### PROBLEM REQUIREMENTS
Look for the line that has "per-entity single-flight markers." in the material below; please repeat it and every line after it, exactly, up to and including the line that has "use std::collections::HashMap;", and nothing else.

### TASK INPUT
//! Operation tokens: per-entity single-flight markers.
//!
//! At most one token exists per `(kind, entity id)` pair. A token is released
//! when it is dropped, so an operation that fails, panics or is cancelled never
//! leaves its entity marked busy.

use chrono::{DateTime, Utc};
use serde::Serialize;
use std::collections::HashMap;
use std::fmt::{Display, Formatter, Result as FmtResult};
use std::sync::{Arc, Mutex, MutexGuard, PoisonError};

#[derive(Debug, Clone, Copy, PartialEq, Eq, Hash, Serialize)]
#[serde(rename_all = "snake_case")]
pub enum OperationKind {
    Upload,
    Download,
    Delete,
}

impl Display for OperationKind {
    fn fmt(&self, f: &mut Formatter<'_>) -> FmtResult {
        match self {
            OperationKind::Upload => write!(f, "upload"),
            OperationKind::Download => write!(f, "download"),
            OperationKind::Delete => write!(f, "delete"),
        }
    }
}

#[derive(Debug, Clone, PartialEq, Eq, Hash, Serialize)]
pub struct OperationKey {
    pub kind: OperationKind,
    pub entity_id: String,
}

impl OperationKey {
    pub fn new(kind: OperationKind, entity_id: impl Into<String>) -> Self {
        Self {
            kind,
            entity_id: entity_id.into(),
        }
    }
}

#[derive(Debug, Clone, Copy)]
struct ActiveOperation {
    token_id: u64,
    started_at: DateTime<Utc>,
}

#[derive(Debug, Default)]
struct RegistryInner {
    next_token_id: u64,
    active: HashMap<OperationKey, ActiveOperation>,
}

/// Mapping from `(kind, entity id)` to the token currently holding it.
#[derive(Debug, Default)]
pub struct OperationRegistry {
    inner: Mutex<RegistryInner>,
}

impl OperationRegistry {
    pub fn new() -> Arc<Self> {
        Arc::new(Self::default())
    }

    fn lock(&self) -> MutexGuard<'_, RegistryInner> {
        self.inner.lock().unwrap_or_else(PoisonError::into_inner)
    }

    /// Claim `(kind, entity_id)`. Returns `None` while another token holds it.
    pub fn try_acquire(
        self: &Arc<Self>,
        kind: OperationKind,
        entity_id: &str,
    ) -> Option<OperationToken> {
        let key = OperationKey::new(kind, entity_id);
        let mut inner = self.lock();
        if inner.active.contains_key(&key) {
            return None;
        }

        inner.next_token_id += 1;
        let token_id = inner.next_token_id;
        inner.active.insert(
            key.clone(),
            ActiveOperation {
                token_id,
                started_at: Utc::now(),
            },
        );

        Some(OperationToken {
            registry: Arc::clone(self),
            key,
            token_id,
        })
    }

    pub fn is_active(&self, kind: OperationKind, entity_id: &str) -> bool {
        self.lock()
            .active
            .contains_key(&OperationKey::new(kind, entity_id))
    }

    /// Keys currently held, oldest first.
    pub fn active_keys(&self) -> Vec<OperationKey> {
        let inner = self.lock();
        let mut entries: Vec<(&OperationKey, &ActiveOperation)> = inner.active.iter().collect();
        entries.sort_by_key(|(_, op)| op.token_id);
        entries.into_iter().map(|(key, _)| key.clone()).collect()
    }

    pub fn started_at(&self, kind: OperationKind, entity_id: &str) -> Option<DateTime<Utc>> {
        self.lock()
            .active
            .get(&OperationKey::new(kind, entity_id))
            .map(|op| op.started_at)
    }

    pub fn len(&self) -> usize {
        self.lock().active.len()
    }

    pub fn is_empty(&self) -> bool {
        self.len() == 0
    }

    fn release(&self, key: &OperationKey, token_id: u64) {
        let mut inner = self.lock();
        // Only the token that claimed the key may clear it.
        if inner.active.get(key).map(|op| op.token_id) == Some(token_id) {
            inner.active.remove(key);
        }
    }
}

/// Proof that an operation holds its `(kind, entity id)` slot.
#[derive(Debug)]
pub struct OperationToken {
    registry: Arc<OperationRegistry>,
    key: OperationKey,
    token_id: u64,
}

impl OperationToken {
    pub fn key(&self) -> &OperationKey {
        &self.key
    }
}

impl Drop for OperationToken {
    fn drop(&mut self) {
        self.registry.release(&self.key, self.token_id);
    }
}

==

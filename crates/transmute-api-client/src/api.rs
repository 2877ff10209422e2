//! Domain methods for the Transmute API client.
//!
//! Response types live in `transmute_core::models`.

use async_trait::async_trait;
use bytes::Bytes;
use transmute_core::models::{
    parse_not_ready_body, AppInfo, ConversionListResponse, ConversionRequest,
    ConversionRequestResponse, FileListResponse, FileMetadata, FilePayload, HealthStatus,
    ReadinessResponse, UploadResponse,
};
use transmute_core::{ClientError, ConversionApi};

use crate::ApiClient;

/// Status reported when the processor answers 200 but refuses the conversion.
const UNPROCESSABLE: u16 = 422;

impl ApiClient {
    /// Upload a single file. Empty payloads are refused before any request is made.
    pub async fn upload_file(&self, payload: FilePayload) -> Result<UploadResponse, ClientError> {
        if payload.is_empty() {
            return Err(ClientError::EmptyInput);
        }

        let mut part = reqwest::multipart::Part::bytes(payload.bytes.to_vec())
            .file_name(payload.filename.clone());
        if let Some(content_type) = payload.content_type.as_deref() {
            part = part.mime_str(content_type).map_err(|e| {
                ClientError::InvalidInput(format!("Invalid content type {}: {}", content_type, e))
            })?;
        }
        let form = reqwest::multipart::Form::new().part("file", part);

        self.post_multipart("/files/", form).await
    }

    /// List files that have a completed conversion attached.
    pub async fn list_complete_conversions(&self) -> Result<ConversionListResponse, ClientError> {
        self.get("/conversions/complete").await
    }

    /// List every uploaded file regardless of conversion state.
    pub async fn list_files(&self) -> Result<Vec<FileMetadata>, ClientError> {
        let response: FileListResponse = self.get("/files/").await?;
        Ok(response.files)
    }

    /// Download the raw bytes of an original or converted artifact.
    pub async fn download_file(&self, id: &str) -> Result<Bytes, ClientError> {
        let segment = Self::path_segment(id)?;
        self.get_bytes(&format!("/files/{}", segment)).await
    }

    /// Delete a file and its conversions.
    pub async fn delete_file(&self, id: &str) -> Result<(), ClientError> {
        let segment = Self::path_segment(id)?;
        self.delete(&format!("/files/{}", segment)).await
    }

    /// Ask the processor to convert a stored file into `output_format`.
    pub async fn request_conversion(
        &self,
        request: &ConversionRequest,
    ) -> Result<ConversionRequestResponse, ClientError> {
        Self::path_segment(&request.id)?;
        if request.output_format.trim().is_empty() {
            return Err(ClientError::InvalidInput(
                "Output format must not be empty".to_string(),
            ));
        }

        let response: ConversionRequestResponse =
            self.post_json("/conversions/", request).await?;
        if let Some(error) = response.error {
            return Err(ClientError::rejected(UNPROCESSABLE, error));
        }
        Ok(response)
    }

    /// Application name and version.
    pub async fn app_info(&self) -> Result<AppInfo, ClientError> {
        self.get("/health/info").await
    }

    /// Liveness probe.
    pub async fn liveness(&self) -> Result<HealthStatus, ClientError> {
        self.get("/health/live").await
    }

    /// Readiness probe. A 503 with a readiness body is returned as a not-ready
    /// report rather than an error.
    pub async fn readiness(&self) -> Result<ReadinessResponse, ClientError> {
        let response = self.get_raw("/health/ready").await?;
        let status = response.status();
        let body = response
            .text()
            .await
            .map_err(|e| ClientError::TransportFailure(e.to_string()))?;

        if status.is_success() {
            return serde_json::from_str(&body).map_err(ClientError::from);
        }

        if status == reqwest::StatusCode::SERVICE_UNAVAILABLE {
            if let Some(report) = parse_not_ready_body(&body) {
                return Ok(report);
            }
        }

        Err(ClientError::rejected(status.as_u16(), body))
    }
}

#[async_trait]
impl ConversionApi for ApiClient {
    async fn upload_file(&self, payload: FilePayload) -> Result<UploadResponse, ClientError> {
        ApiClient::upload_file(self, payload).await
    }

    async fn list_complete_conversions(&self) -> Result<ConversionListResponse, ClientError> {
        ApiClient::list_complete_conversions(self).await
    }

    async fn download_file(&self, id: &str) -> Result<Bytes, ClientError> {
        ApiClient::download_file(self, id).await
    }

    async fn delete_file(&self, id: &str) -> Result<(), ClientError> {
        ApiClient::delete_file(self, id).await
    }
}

### SOLUTION TO THE PROBLEM
//! Operation tokens: per-entity single-flight markers.
//!
//! At most one token exists per `(kind, entity id)` pair. A token is released
//! when it is dropped, so an operation that fails, panics or is cancelled never
//! leaves its entity marked busy.

use chrono::{DateTime, Utc};
use serde::Serialize;
use std::collections::HashMap;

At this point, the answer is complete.